1. The utility model provides a solar energy electroplax supporting structure based on rotatory centrifugal force, includes stand (1), its characterized in that: the top end of the upright post (1) is fixedly provided with a ball (2), the top of the ball (2) is wrapped with a limiting sleeve (3), the top end of the limiting sleeve (3) is fixedly provided with a supporting frame (4), the top end of the supporting frame (4) is fixedly provided with a placing plate (5), the left side and the right side of the placing plate (5) are slidably connected with a sliding block (6), one end of the sliding block (6) close to the center of the placing plate (5) is fixedly connected with a first spring (7), the top end of the sliding block (6) is fixedly provided with a bending rod (8), one end of the bending rod (8) close to the center of the placing plate (5) is rotatably connected with a roller (9), the center of the placing plate (5) is slidably connected with a lifting rod (10), a limiting device (11) is arranged between the lifting rod (10) and the placing plate (5), and the top end of the lifting rod (10) is rotatably, the bearing plate (12) is internally and slidably connected with a sliding rod (13) in a limiting manner, a connecting rope (14) is fixedly connected between the sliding rods (13), sliding groove plates (15) are fixedly installed on the left side and the right side of the bottom end of the placing plate (5), a rotary drum (16) is rotatably connected with the periphery of the upright post (1), a first telescopic rod (17) is fixedly installed at the right end of the rotary drum (16), a cylindrical frame (18) is fixedly installed at the left end of the rotary drum (16), a rotary shaft (19) is rotatably connected with the bottom of the cylindrical frame (18), fan blades (20) are fixedly installed at the bottom end of the rotary shaft (19), a second telescopic rod (21) is slidably connected with the top of the cylindrical frame (18), a connecting rod (22) is rotatably connected with the periphery of the rotary shaft (19) through the second telescopic rod (21), and a counterweight ball (23) is, a second spring (24) is fixedly connected between the second telescopic rod (21) and the rotating shaft (19), and a solar panel (25) is placed on the top of the placing plate (5).

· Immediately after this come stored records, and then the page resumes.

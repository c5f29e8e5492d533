//! Crystallographic and molecular symmetry.

pub mod hall_symbol;
pub mod point_group;
pub mod space_group;
pub mod space_group_catalog;
pub mod symmetry_error;
pub mod symmetry_facade;
pub mod symmetry_operation;
pub mod twelfths;
pub mod unit_cell;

2. A solar-electric panel support structure based on rotational centrifugal force according to claim 1, wherein: stop collar (3) fixed mounting is in the bottom at carriage (4) center, just stop collar (3) bottom open-ended diameter is greater than the diameter of stand (1), is less than the diameter of ball (2).

3. A solar-electric panel support structure based on rotational centrifugal force according to claim 1, wherein: the top of the bending rod (8) is vertically bent towards the center of the placing plate (5), a gap is reserved between the bent bottom end and the top end of the placing plate (5), and the thickness of the bending rod is matched with that of the solar panel (25).

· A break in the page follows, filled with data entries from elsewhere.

use approx::assert_relative_eq;
use nalgebra::{Matrix4, Point3, Vector3};

use crate::auxiliary::molecule::Molecule;
use crate::symmetry::point_group::PointGroupDetector;
use crate::symmetry::symmetry_error::SymmetryError;
use crate::symmetry::symmetry_facade::SymmetryFacade;
use crate::symmetry::unit_cell::CellParameters;

const ROOT: &str = env!("CARGO_MANIFEST_DIR");

fn cubic_cell(a: f64) -> CellParameters {
    CellParameters::builder()
        .lengths_angles([a, a, a, 90.0, 90.0, 90.0])
        .build()
        .unwrap()
}

#[test]
fn test_symmetry_facade_empty() {
    let facade = SymmetryFacade::new();
    assert!(!facade.has_space_group());
    assert!(!facade.has_unit_cell());
    assert_eq!(facade.space_group_name(), "");
    assert_eq!(facade.space_group_operation_count(), 0);
    assert!(facade.point_group_name().is_none());
    assert!(facade.space_group_xyz(0, true).is_none());
    assert!(facade.to_cartesian(&Point3::origin(), true).is_none());
}

#[test]
fn test_symmetry_facade_space_group() {
    let mut facade = SymmetryFacade::new();
    let sg = facade.set_space_group("P21/c", None).unwrap();
    assert_eq!(sg.operation_count(), 4);
    assert_eq!(facade.space_group_name(), "-P 2ybc [P 1 21/c 1] #14");
    assert_eq!(facade.space_group_xyz(1, true), Some("-x,y+1/2,-z+1/2"));

    facade.set_final_operations(None);
    let image = facade
        .new_space_group_point(1, &Point3::new(0.1, 0.2, 0.3), [0, 0, 0])
        .unwrap();
    assert_relative_eq!(image, Point3::new(-0.1, 0.7, 0.2), epsilon = 1e-12);

    let info = facade.space_group_info().unwrap();
    assert_eq!(info.operation_count, 4);
    assert_eq!(info.intl_table_number, "14:b1");
}

#[test]
fn test_symmetry_facade_space_group_miss() {
    let mut facade = SymmetryFacade::new();
    facade.set_space_group("P 1", None).unwrap();
    let err = facade.set_space_group("nonsense", None).unwrap_err();
    assert!(matches!(err, SymmetryError::LookupMiss(_)));
    assert!(!facade.has_space_group());
}

#[test]
fn test_symmetry_facade_incremental_operations() {
    let mut facade = SymmetryFacade::new();
    facade.start_space_group(true);
    assert_eq!(facade.space_group_operation_count(), 1);
    facade.add_space_group_operation("-x,-y,-z", 1).unwrap();
    assert_eq!(facade.space_group_operation_count(), 2);
    facade
        .add_space_group_operation_matrix(&Matrix4::new(
            -1.0, 0.0, 0.0, 0.0, //
            0.0, 1.0, 0.0, 0.5, //
            0.0, 0.0, -1.0, 0.5, //
            0.0, 0.0, 0.0, 1.0,
        ))
        .unwrap();
    assert_eq!(facade.space_group_operation_count(), 3);
    assert_eq!(facade.space_group_xyz(2, true), Some("-x,y+1/2,-z+1/2"));

    // Operations can be added without an explicit start.
    let mut facade = SymmetryFacade::new();
    facade.add_space_group_operation("x,y,z", 0).unwrap();
    assert!(facade.has_space_group());
    assert!(facade.space_group().unwrap().do_normalise());
}

#[test]
fn test_symmetry_facade_unit_cell() {
    let mut facade = SymmetryFacade::new();
    facade.set_unit_cell(&cubic_cell(10.0)).unwrap();
    assert!(facade.is_periodic());
    let cart = facade
        .to_cartesian(&Point3::new(0.5, 0.25, 0.0), true)
        .unwrap();
    assert_relative_eq!(cart, Point3::new(5.0, 2.5, 0.0), epsilon = 1e-9);
    let frac = facade.to_fractional(&cart, true).unwrap();
    assert_relative_eq!(frac, Point3::new(0.5, 0.25, 0.0), epsilon = 1e-9);
    let inside = facade
        .to_unit_cell(&Point3::new(15.0, -2.5, 20.0), None)
        .unwrap();
    assert_relative_eq!(inside, Point3::new(5.0, 7.5, 0.0), epsilon = 1e-9);
}

#[test]
fn test_symmetry_facade_description_requires_cell() {
    let mut facade = SymmetryFacade::new();
    facade.set_space_group("-P 1", None).unwrap();
    assert!(facade
        .symmetry_operation_description(1, None, None)
        .is_err());

    facade.set_unit_cell(&cubic_cell(10.0)).unwrap();
    let desc = facade
        .symmetry_operation_description(1, Some(&Point3::new(1.0, 2.0, 3.0)), None)
        .unwrap();
    assert_eq!(desc.label, "inversion center|0 0 0");
    assert!(facade
        .symmetry_operation_description(5, None, None)
        .is_err());
}

#[test]
fn test_symmetry_facade_rotate_ellipsoid() {
    let mut facade = SymmetryFacade::new();
    facade.set_space_group("-P 1", None).unwrap();
    let axes = [Vector3::x(), Vector3::y(), Vector3::z()];
    assert!(facade
        .rotate_ellipsoid(1, &Point3::origin(), &axes)
        .is_none());
    facade.set_unit_cell(&cubic_cell(5.0)).unwrap();
    let rotated = facade
        .rotate_ellipsoid(0, &Point3::origin(), &axes)
        .unwrap();
    assert_eq!(rotated.len(), 3);
    for (r, a) in rotated.iter().zip(axes.iter()) {
        assert_relative_eq!(r.cross(a).norm(), 0.0, epsilon = 1e-9);
    }
}

#[test]
fn test_symmetry_facade_point_group() {
    let mol = Molecule::from_xyz(format!("{ROOT}/tests/xyz/h2o.xyz"), 1e-7).unwrap();
    let detector = PointGroupDetector::default();
    let mut facade = SymmetryFacade::new();
    assert_eq!(facade.set_point_group(&detector, &mol.atoms).name(), "C2v");
    assert_eq!(facade.point_group_name(), Some("C2v"));
    assert!(facade.point_group_info().unwrap().starts_with("# 3 atoms\n"));

    // Unchanged atoms give the same result.
    let again = facade.set_point_group(&detector, &mol.atoms).clone();
    assert_eq!(again.name(), "C2v");
}

#[test]
fn test_symmetry_facade_statics() {
    assert_eq!(
        SymmetryFacade::fcoord(&Point3::new(0.5, 1.0 / 3.0, 0.25)),
        "1/2 1/3 1/4"
    );
    let (xyz, matrix) = SymmetryFacade::matrix_from_string("x,-y,z+1/2").unwrap();
    assert_eq!(xyz, "x,-y,z+1/2");
    assert_relative_eq!(matrix[(1, 1)], -1.0);
    assert_relative_eq!(matrix[(2, 3)], 0.5, epsilon = 1e-12);
    assert_relative_eq!(
        SymmetryFacade::ijk_to_point(656),
        Point3::new(1.0, 0.0, 1.0)
    );
    assert_eq!(
        SymmetryFacade::space_group_lookup("P21/c", None).unwrap(),
        "-P 2ybc [P 1 21/c 1] #14"
    );
}
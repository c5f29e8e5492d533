//! Error type for recoverable failures of the symmetry engine.

use std::fmt;

/// An enumerated type for the recoverable failures of the symmetry engine. None of these is
/// fatal: callers receive one of them in place of a result and may fall back to another
/// notation or input.
#[derive(Clone, PartialEq, Eq)]
pub enum SymmetryError {
    /// A malformed Hall symbol, Hermann–Mauguin symbol or operator string.
    NotationParse(String),

    /// A symbol that has no entry in the space-group catalog.
    LookupMiss(String),

    /// An input larger than the fixed working limits of the engine.
    CapacityExceeded(String),

    /// A geometric configuration for which no meaningful answer exists.
    GeometricDegeneracy(String),
}

impl SymmetryError {
    /// Returns the message carried by this error.
    pub fn message(&self) -> &str {
        match self {
            Self::NotationParse(msg)
            | Self::LookupMiss(msg)
            | Self::CapacityExceeded(msg)
            | Self::GeometricDegeneracy(msg) => msg,
        }
    }

    fn kind_name(&self) -> &'static str {
        match self {
            Self::NotationParse(_) => "NotationParse",
            Self::LookupMiss(_) => "LookupMiss",
            Self::CapacityExceeded(_) => "CapacityExceeded",
            Self::GeometricDegeneracy(_) => "GeometricDegeneracy",
        }
    }
}

impl fmt::Debug for SymmetryError {
    fn fmt(&self, f: &mut fmt::Formatter<'_>) -> fmt::Result {
        f.debug_struct("SymmetryError")
            .field("Kind", &self.kind_name())
            .field("Message", &self.message())
            .finish()
    }
}

impl fmt::Display for SymmetryError {
    fn fmt(&self, f: &mut fmt::Formatter<'_>) -> fmt::Result {
        write!(
            f,
            "SymmetryError ({}) with message: {}",
            self.kind_name(),
            self.message()
        )
    }
}

impl std::error::Error for SymmetryError {}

4. A solar-electric panel support structure based on rotational centrifugal force according to claim 1, wherein: the number of the bearing plates (12) is two, and the bearing plates are symmetrically and rotatably connected to the left side and the right side of the top end of the lifting rod (10).

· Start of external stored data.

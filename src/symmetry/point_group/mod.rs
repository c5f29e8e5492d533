//! Point-group detection for finite sets of atoms.
//!
//! Candidate axes are generated from pairs and triples of equivalent atoms and accepted only
//! when the corresponding rotation (or rotoinversion) maps the whole set onto itself within
//! a distance tolerance. Mirror planes are found in the same way, after which a fixed
//! decision tree on the element inventory yields the Schoenflies name.

use std::collections::BTreeMap;
use std::fmt;

use counter::Counter;
use derive_builder::Builder;
use indexmap::IndexMap;
use nalgebra::{Point3, Unit, UnitQuaternion, Vector3};
use ordered_float::OrderedFloat;
use serde::{Deserialize, Serialize};

use crate::auxiliary::atom::Atom;
use crate::symmetry::symmetry_error::SymmetryError;

pub mod point_group_element;

use point_group_element::{
    PointGroupElement, PointGroupElementKind, C2, C3, C4, C5, C6, C8, FIRST_PROPER, INVERSION,
    MAX_ELEMENTS, N_BUCKETS, PLANES, S10, S12, S3, S4, S5, S6, S8,
    UNIQUE_OPERATIONS,
};

#[cfg(test)]
#[path = "point_group_tests.rs"]
mod point_group_tests;

/// Largest number of atoms for which detection is attempted.
pub const ATOM_COUNT_MAX: usize = 100;

/// Name reported before any detection has taken place.
pub const UNDETERMINED_NAME: &str = "C_1?";

/// Name reported when the atom cap is exceeded.
pub fn capacity_exceeded_name() -> String {
    format!(
        "point group not determined -- atomCount > {ATOM_COUNT_MAX} -- select fewer atoms and \
        try again."
    )
}

// ==================
// Struct definitions
// ==================

/// A structure for the settings of a point-group detection.
#[derive(Clone, Builder, Debug, PartialEq, Serialize, Deserialize)]
#[builder(build_fn(validate = "Self::validate"))]
pub struct PointGroupDetector {
    /// Largest distance between an image point and an atom for the two to be considered
    /// coincident.
    #[builder(default = "0.2")]
    distance_tolerance: f64,

    /// Largest angle in degrees between two directions for them to be considered parallel.
    #[builder(default = "8.0")]
    linear_tolerance: f64,

    /// Whether atoms are displaced along their vibration vectors before detection.
    #[builder(default = "false")]
    use_vibrations: bool,
}

impl PointGroupDetectorBuilder {
    fn validate(&self) -> Result<(), String> {
        if let Some(tol) = self.distance_tolerance {
            if tol <= 0.0 {
                log::error!("Distance tolerance {tol} is invalid. It must be positive.");
                return Err("Invalid distance tolerance.".to_string());
            }
        }
        if let Some(tol) = self.linear_tolerance {
            if !(0.0..90.0).contains(&tol) {
                log::error!("Linear tolerance {tol} is invalid. It must lie in [0, 90) degrees.");
                return Err("Invalid linear tolerance.".to_string());
            }
        }
        Ok(())
    }
}

impl Default for PointGroupDetector {
    fn default() -> Self {
        Self {
            distance_tolerance: 0.2,
            linear_tolerance: 8.0,
            use_vibrations: false,
        }
    }
}

/// A structure for a detected point group. This is an immutable snapshot of the element
/// inventory of one detection run.
#[derive(Clone, Debug, Serialize, Deserialize)]
pub struct PointGroup {
    name: String,

    /// Whether detection ran to completion.
    determined: bool,

    distance_tolerance: f64,

    linear_tolerance: f64,

    use_vibrations: bool,

    /// The positions used for detection, after any vibrational displacement.
    points: Vec<Point3<f64>>,

    /// The equivalence class of each atom.
    classes: Vec<u32>,

    centre: Point3<f64>,

    radius: f64,

    /// Detected elements, bucketed as described in [`point_group_element`].
    elements: Vec<Vec<PointGroupElement>>,

    /// Creation index of the principal axis.
    principal_axis: Option<usize>,

    /// Creation index of the principal plane.
    principal_plane: Option<usize>,
}

/// A structure for a serialisable summary of a detected point group.
#[derive(Clone, Debug, PartialEq, Serialize, Deserialize)]
pub struct PointGroupSummary {
    pub name: String,
    pub n_atoms: usize,
    pub n_total: usize,
    pub n_ci: usize,
    pub n_cs: usize,
    pub n_cn: usize,
    pub n_sn: usize,
    pub distance_tolerance: f64,
    pub linear_tolerance: f64,

    /// Number of elements per label, *e.g.* `nC2`, from the highest bucket down.
    pub element_counts: IndexMap<String, usize>,

    pub principal_axis: Option<Vector3<f64>>,
    pub principal_plane: Option<Vector3<f64>>,
}

// =====================
// Detector search state
// =====================

/// Working state of a single detection run.
struct ElementSearch {
    points: Vec<Point3<f64>>,
    classes: Vec<u32>,
    centre: Point3<f64>,
    centre_index: Option<usize>,
    distance_tolerance: f64,
    cos_tolerance: f64,
    have_inversion_centre: bool,
    elements: Vec<Vec<PointGroupElement>>,
    n_ops: usize,
    principal_axis: Option<usize>,
    principal_plane: Option<usize>,
}
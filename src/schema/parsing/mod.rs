//! JSON-to-schema parsing (L2 in the module numbering this crate inherited)
//!
//! Recursive-descent JSON schema parsing, building the
//! unified [`SchemaNode`](super::SchemaNode) arena directly (logical types
//! are resolved into their final inlined variant rather than kept as a
//! separate wrapper), and extended with explicit name validation and
//! cross-document schema cache lookups instead of a process-wide flag.

mod raw;

use super::*;

use std::collections::{HashMap, HashSet};

const LATE_NAME_LOOKUP_REMAP_BIT: usize = 1usize << (usize::BITS - 1);

pub(super) fn parse(s: &str, config: &ParserConfig) -> Result<SchemaMut, SchemaError> {
	let mut state = ConstructionState {
		nodes: Vec::new(),
		properties: Vec::new(),
		names: HashMap::new(),
		unresolved_names: Vec::new(),
		pending_logical: Vec::new(),
		config,
	};

	let raw_schema: raw::SchemaNode = serde_json::from_str(s).map_err(SchemaError::serde_json)?;

	state.register_node(&raw_schema, None, None)?;

	// Support for unordered name definitions: references to a name that
	// hasn't been registered yet get a placeholder key (tagged with
	// `LATE_NAME_LOOKUP_REMAP_BIT`) which is fixed up here once the whole
	// document (and, failing that, the shared cache) has been consulted.
	if !state.unresolved_names.is_empty() {
		let cache = state.config.cache.clone();
		let unresolved_names = std::mem::take(&mut state.unresolved_names);
		let resolved_names: Vec<SchemaKey> = unresolved_names
			.iter()
			.map(|name| match state.names.get(name) {
				Some(&idx) => Ok(SchemaKey::from_idx(idx)),
				None => {
					let fullname = name.to_string();
					let cached = cache
						.as_ref()
						.and_then(|cache| cache.named.lock().unwrap().get(&fullname).cloned());
					match cached {
						Some(cached_schema) => Ok(splice_cached_schema(
							&mut state.nodes,
							&mut state.properties,
							&cached_schema,
						)),
						None => Err(SchemaError::msg(format!(
							"The Schema contains an unknown reference: {fullname}"
						))),
					}
				}
			})
			.collect::<Result<_, _>>()?;
		let fix_key = |key: &mut SchemaKey| {
			if key.idx() & LATE_NAME_LOOKUP_REMAP_BIT != 0 {
				*key = resolved_names[key.idx() ^ LATE_NAME_LOOKUP_REMAP_BIT];
			}
		};
		for node in &mut state.nodes {
			fix_node_keys(node, fix_key);
		}
		for pending in &mut state.pending_logical {
			fix_key(&mut pending.inner);
		}
	}

	for pending in std::mem::take(&mut state.pending_logical) {
		let final_node = resolve_logical(&state.nodes, &pending)?;
		state.nodes[pending.idx] = final_node;
	}

	validate_unions(&state.nodes)?;

	let schema_json = String::from_utf8({
		// Sanitize & minify json, preserving all keys.
		let mut serializer = serde_json::Serializer::new(Vec::new());
		serde_transcode::transcode(&mut serde_json::Deserializer::from_str(s), &mut serializer)
			.map_err(SchemaError::serde_json)?;
		serializer.into_inner()
	})
	.map_err(|e| SchemaError::msg(format!("serde_json should not emit invalid UTF-8 but got {e}")))?;

	Ok(SchemaMut {
		nodes: state.nodes,
		properties: state.properties,
		schema_json: Some(schema_json),
	})
}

5. A solar-electric panel support structure based on rotational centrifugal force according to claim 1, wherein: the top ends of the first telescopic rod (17) and the second telescopic rod (21) on the left side and the right side are both in limited sliding connection inside the chute plate (15).

6. A solar-electric panel support structure based on rotational centrifugal force according to claim 1, wherein: the rotating shaft (19) is connected to the bottom of the cylindrical frame (18) in a limiting and rotating mode through a bearing, and the second telescopic rod (21) is connected to the top of the cylindrical frame (18) in a limiting and sliding mode.

7. A solar-electric panel support structure based on rotational centrifugal force according to claim 1, wherein: the connecting rod (22) is formed by connecting two rotating rods, the bottom end of the connecting rod is fixedly installed with the rotating shaft (19), and the top end of the connecting rod is rotatably connected with the bottom end of the second telescopic rod (21).